▸ Description of the task: Count how many lines of the material hold "rest". Respond with that number alone.
____ Input records
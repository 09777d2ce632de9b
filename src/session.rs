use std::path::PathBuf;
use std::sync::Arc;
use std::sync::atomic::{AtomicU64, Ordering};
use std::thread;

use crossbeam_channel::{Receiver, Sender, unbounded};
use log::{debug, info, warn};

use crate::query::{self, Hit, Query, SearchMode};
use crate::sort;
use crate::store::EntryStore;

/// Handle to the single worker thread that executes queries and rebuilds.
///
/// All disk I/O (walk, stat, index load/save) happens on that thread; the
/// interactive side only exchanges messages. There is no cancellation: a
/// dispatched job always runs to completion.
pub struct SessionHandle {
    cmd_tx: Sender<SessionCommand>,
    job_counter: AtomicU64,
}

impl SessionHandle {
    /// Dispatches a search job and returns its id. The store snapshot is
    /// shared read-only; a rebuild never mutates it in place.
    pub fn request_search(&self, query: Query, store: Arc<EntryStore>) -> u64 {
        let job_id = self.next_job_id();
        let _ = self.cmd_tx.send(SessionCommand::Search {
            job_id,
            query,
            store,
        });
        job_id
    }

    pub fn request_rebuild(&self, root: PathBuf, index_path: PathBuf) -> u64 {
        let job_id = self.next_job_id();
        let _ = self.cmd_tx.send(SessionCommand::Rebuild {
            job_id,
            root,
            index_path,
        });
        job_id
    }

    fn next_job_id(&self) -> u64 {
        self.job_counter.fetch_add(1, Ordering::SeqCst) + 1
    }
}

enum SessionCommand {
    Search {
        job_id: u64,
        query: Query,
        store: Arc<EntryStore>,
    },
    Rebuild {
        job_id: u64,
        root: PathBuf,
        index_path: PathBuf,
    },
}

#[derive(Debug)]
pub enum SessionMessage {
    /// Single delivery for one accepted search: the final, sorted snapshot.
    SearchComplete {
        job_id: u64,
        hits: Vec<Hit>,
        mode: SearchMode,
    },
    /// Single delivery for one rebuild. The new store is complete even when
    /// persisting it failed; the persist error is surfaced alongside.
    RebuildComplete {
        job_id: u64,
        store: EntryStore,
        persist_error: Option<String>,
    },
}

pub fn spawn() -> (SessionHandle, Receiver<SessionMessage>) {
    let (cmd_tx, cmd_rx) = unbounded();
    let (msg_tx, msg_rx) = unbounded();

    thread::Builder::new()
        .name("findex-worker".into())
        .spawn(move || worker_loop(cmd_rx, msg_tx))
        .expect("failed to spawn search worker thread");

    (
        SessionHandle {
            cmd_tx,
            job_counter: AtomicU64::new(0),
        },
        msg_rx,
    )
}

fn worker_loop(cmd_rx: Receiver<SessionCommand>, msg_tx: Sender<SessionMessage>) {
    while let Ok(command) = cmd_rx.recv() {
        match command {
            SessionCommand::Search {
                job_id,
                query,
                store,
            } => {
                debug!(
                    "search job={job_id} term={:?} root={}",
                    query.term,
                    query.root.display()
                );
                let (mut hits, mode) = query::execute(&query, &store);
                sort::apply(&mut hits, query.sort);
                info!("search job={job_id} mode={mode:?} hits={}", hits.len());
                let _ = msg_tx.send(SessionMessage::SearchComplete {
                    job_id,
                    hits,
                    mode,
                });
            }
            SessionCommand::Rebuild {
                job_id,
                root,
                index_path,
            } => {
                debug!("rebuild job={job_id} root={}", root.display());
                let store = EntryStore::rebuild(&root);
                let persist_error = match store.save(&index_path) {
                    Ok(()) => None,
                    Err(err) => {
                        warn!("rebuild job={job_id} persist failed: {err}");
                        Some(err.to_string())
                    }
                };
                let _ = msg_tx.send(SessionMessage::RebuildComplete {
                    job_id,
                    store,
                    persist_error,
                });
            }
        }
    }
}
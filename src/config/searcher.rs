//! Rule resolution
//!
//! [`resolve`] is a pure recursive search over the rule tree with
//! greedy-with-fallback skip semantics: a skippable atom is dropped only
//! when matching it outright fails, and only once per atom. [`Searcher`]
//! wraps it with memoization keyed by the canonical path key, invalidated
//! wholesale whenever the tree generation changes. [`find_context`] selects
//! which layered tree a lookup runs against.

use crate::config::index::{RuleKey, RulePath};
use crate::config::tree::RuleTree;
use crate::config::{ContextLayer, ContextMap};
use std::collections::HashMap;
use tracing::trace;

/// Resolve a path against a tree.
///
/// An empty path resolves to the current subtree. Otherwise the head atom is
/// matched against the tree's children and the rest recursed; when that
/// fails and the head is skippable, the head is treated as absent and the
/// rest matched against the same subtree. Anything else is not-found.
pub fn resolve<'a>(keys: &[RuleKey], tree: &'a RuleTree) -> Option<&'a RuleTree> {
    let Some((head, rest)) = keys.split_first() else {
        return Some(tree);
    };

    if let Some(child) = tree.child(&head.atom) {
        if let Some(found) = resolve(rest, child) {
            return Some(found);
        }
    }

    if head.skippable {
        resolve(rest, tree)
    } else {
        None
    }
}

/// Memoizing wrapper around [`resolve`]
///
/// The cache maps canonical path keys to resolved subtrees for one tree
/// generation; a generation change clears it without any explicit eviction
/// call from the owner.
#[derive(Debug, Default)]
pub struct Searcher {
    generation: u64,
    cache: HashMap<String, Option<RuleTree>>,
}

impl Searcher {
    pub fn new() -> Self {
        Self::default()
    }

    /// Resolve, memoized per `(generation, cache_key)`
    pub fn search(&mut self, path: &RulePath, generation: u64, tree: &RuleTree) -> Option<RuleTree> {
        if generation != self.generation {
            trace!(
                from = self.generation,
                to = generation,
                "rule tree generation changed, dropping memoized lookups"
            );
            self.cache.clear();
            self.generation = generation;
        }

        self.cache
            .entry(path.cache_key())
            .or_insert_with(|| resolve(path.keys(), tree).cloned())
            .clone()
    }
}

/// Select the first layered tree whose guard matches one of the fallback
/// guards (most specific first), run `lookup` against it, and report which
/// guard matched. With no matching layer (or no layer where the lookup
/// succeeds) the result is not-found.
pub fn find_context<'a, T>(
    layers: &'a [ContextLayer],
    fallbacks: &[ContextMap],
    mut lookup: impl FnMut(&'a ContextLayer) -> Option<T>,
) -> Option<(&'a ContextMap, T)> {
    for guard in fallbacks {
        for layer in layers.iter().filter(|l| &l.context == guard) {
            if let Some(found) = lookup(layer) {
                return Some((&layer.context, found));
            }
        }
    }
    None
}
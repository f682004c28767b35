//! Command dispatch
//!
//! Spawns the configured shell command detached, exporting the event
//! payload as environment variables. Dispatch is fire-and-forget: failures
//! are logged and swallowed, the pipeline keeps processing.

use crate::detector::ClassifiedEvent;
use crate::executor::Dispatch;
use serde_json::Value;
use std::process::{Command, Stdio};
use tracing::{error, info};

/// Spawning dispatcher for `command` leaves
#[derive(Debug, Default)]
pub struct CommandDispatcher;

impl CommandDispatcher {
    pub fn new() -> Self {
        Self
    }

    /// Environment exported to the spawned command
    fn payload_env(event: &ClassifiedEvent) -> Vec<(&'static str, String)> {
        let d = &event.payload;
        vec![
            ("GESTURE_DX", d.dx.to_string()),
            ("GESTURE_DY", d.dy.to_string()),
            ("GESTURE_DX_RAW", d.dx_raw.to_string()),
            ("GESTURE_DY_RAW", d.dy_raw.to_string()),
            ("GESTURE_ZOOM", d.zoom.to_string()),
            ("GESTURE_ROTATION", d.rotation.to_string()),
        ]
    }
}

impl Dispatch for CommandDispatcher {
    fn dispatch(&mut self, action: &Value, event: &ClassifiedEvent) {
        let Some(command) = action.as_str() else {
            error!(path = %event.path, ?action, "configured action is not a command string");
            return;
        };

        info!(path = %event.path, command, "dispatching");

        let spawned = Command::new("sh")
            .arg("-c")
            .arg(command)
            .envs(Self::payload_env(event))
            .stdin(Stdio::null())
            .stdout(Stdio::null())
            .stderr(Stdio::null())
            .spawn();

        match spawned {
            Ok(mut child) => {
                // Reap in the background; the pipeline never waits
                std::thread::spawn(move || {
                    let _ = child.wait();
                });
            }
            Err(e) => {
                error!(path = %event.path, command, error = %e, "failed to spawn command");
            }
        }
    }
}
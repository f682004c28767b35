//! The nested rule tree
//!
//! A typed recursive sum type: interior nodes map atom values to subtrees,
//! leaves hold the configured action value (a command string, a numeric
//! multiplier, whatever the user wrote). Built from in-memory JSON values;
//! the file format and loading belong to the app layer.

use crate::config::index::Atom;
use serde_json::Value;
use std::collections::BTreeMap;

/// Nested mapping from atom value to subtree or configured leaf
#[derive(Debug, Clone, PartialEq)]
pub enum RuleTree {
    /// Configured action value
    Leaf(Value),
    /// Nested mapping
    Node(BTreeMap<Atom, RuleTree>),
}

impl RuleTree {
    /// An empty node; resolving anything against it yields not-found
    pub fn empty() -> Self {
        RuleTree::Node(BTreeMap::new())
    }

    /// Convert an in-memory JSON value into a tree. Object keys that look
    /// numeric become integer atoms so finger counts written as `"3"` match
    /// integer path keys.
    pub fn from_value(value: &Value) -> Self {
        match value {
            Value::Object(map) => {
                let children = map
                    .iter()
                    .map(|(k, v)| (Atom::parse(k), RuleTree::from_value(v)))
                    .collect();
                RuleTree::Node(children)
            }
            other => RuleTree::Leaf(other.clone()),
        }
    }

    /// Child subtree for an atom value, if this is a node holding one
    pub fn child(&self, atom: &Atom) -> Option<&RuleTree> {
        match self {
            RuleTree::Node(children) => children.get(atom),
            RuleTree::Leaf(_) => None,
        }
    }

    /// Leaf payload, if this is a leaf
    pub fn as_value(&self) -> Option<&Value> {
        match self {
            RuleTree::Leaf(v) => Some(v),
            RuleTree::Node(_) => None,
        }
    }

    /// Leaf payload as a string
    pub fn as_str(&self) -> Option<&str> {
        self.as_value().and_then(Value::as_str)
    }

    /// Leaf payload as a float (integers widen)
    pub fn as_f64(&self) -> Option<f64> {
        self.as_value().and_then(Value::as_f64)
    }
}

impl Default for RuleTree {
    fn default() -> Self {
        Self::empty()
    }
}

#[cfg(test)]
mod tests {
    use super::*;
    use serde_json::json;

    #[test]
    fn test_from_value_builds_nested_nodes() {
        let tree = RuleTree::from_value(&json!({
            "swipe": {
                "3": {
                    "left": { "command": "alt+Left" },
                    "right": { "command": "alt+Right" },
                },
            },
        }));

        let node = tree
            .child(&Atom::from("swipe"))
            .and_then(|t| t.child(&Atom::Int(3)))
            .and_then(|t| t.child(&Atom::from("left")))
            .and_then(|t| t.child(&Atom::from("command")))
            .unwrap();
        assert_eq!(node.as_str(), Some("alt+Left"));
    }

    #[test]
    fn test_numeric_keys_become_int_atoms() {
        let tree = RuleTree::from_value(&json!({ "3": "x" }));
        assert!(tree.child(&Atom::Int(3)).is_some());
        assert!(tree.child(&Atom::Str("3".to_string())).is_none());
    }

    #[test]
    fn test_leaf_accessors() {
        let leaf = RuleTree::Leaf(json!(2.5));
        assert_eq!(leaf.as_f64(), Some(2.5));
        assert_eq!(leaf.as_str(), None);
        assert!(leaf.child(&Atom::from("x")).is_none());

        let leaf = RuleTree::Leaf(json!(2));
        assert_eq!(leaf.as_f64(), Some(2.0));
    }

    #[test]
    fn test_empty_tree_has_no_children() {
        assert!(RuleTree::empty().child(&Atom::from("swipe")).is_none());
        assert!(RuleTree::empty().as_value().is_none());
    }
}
________
▸ Result below: 5